From July 1992, he served as the deputy chief of the Main Directorate for Special Construction of the Russian Federation, and from December 1992, he held the position of the deputy chief of the Federal Directorate for Special Construction under the Government of the Russian Federation (FUSC Russia). Since 1996, he served as the First Deputy Chief of FUSC Russia. He became a member of the Collegium of the Main Directorate for Special Construction of the Russian Federation in January 1992. He was promoted to Lieutenant General on June 9, 1993.

In June 1997, the Federal Service for Special Construction of Russia (Rosspetsstroy) was established based on FUSC Russia, and Nikolay Abroskin was appointed as the First Deputy Head of Rosspetsstroy. However, by the decree of the President of Russia dated April 30, 1998, this federal service was abolished. Abroskin continued to hold the position of the First Deputy Head and chaired the liquidation commission of the abolished Rosspetsstroy.

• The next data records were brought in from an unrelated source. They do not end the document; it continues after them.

use crate::models::weekday::Weekday;
use crate::utils::time::parse_hhmm;
use serde::{Deserialize, Serialize};

/// A single service window (lunch or dinner) with HH:MM boundaries.
#[derive(Debug, Clone, PartialEq, Eq, Serialize, Deserialize)]
pub struct ServiceWindow {
    pub enabled: bool,
    pub start: String,
    pub end: String,
}

impl Default for ServiceWindow {
    fn default() -> Self {
        Self {
            enabled: false,
            start: "12:00".to_string(),
            end: "14:00".to_string(),
        }
    }
}

impl ServiceWindow {
    pub fn new(enabled: bool, start: &str, end: &str) -> Self {
        Self {
            enabled,
            start: start.to_string(),
            end: end.to_string(),
        }
    }

    /// Resolve the window to minutes since midnight.
    ///
    /// Returns None when the window is disabled, a boundary does not parse
    /// as HH:MM, or start >= end (zero/negative width). Such a window never
    /// matches any instant and never drives an "opens at" hint.
    pub fn span(&self) -> Option<(i64, i64)> {
        if !self.enabled {
            return None;
        }
        let start = parse_hhmm(&self.start)?;
        let end = parse_hhmm(&self.end)?;
        if start >= end {
            return None;
        }
        Some((start, end))
    }
}

/// One day of the week: a day-level switch plus the two service windows.
/// When `enabled` is false the day is closed no matter what the windows say.
#[derive(Debug, Clone, Default, PartialEq, Eq, Serialize, Deserialize)]
pub struct DaySchedule {
    pub enabled: bool,
    #[serde(default)]
    pub lunch: ServiceWindow,
    #[serde(default)]
    pub dinner: ServiceWindow,
}

impl DaySchedule {
    /// Standard service day: lunch 12:00-14:00, dinner 19:00-22:00
    pub fn standard() -> Self {
        Self {
            enabled: true,
            lunch: ServiceWindow::new(true, "12:00", "14:00"),
            dinner: ServiceWindow::new(true, "19:00", "22:00"),
        }
    }

    /// Fully closed day (windows keep the standard times, all disabled)
    pub fn closed() -> Self {
        Self {
            enabled: false,
            lunch: ServiceWindow::new(false, "12:00", "14:00"),
            dinner: ServiceWindow::new(false, "19:00", "22:00"),
        }
    }
}

/// The weekly schedule. Every weekday is always present in memory; a day
/// missing from the settings file deserializes as a closed day.
#[derive(Debug, Clone, Default, PartialEq, Eq, Serialize, Deserialize)]
pub struct WeekSchedule {
    #[serde(default)]
    pub monday: DaySchedule,
    #[serde(default)]
    pub tuesday: DaySchedule,
    #[serde(default)]
    pub wednesday: DaySchedule,
    #[serde(default)]
    pub thursday: DaySchedule,
    #[serde(default)]
    pub friday: DaySchedule,
    #[serde(default)]
    pub saturday: DaySchedule,
    #[serde(default)]
    pub sunday: DaySchedule,
}

impl WeekSchedule {
    pub fn day(&self, wd: Weekday) -> &DaySchedule {
        match wd {
            Weekday::Monday => &self.monday,
            Weekday::Tuesday => &self.tuesday,
            Weekday::Wednesday => &self.wednesday,
            Weekday::Thursday => &self.thursday,
            Weekday::Friday => &self.friday,
            Weekday::Saturday => &self.saturday,
            Weekday::Sunday => &self.sunday,
        }
    }

    pub fn day_mut(&mut self, wd: Weekday) -> &mut DaySchedule {
        match wd {
            Weekday::Monday => &mut self.monday,
            Weekday::Tuesday => &mut self.tuesday,
            Weekday::Wednesday => &mut self.wednesday,
            Weekday::Thursday => &mut self.thursday,
            Weekday::Friday => &mut self.friday,
            Weekday::Saturday => &mut self.saturday,
            Weekday::Sunday => &mut self.sunday,
        }
    }

    /// Default restaurant week: every day on the standard service times,
    /// Tuesday closed (weekly rest day).
    pub fn default_week() -> Self {
        Self {
            monday: DaySchedule::standard(),
            tuesday: DaySchedule::closed(),
            wednesday: DaySchedule::standard(),
            thursday: DaySchedule::standard(),
            friday: DaySchedule::standard(),
            saturday: DaySchedule::standard(),
            sunday: DaySchedule::standard(),
        }
    }
}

On March 2, 1999, he was appointed as the head of the Federal Directorate for Special Construction (Spetsstroy Russia), which was recreated on February 4, 1999, under the State Committee of the Russian Federation for Construction, Architecture, and Housing Policy (Gosstroi Russia). He also served as a member of the Collegium of the State Committee of the Russian Federation for Construction, Architecture, and Housing Policy from February 1999 to March 2002. In August 1999, the Federal Directorate for Special Construction under Gosstroi Russia was transformed into the Federal Agency for Special Construction under the Government of the Russian Federation (Spetsstroy Russia).

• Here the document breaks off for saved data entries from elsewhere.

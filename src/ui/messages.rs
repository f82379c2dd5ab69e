use std::fmt;

/// ANSI colors
const RESET: &str = "\x1b[0m";
const BOLD: &str = "\x1b[1m";

const FG_GREEN: &str = "\x1b[32m";
const FG_RED: &str = "\x1b[31m";

/// Icons
const ICON_OK: &str = "✅";

pub fn success<T: fmt::Display>(msg: T) {
    println!("{}{}{} {}{}", FG_GREEN, BOLD, ICON_OK, RESET, msg);
}

/// Two-state badge shown by `status`, mirroring the website header pill
pub fn badge(is_open: bool) -> String {
    if is_open {
        format!("{}{}🟢 OPEN{}", FG_GREEN, BOLD, RESET)
    } else {
        format!("{}{}🔴 CLOSED{}", FG_RED, BOLD, RESET)
    }
}

use crate::cli::parser::Cli;
use crate::config::Settings;
use crate::errors::AppResult;
use crate::models::weekday::Weekday;
use crate::utils::colors::colorize_optional;
use crate::utils::describe_window;
use crate::utils::formatting::bold;
use crate::utils::table::{Column, Table};

/// Handle the `week` command: print the whole weekly schedule as a table.
pub fn handle(cli: &Cli) -> AppResult<()> {
    let settings = Settings::load(cli.hours.as_deref())?;

    println!("{}", bold(&settings.restaurant_name));
    println!();

    let mut table = Table::new(vec![
        Column {
            header: "Day".to_string(),
            width: 10,
        },
        Column {
            header: "Lunch".to_string(),
            width: 12,
        },
        Column {
            header: "Dinner".to_string(),
            width: 12,
        },
    ]);

    for wd in Weekday::ALL {
        let day = settings.opening_hours.day(wd);

        let (lunch, dinner) = if day.enabled {
            (
                describe_window(day.lunch.enabled, &day.lunch.start, &day.lunch.end),
                describe_window(day.dinner.enabled, &day.dinner.start, &day.dinner.end),
            )
        } else {
            // Day-level override: the windows are irrelevant
            ("closed".to_string(), "closed".to_string())
        };

        table.add_row(vec![
            wd.display_name().to_string(),
            colorize_optional(&lunch),
            colorize_optional(&dinner),
        ]);
    }

    print!("{}", table.render());

    if let Some(note) = &settings.closure_note {
        println!();
        println!("{}", note);
    }

    Ok(())
}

He was involved in a criminal case initiated by the Main Military Prosecutor's Office under Article 285 of the Criminal Code of the Russian Federation (abuse of office) in connection with the embezzlement of budget funds during the construction of facilities by Spetsstroy Russia. The investigation concluded that Abroskin had misappropriated a significant amount of money through fraudulent schemes and abuse of his position.

In 2004, Nikolay Abroskin was appointed as the Director of the Federal Agency for Special Construction (Spetsstroy Russia). During his tenure, he oversaw the construction and maintenance of various strategic facilities and infrastructure projects in Russia. However, his time in this position was marred by allegations of corruption and embezzlement.

In 2011, Abroskin was removed from his position as the Director of Spetsstroy Russia due to the ongoing investigation into his alleged involvement in corruption. The investigation revealed a complex network of illicit financial transactions and fraudulent practices. Abroskin was accused of using his authority to manipulate contracts, inflate project costs, and siphon off funds for personal gain.

Despite the charges against him, Abroskin managed to avoid prosecution for several years. However, in 2015, he faced renewed scrutiny when he was appointed as the First Deputy Head of the Presidential Affairs Office of the Russian Federation. This appointment drew criticism from anti-corruption activists and raised concerns about the government's commitment to combating corruption.

In 2020, Abroskin's tenure in the Presidential Affairs Office came to an end. The specific circumstances surrounding his departure from the position are not widely known. Since then, there has been limited information available about his current activities or any legal proceedings related to the corruption charges.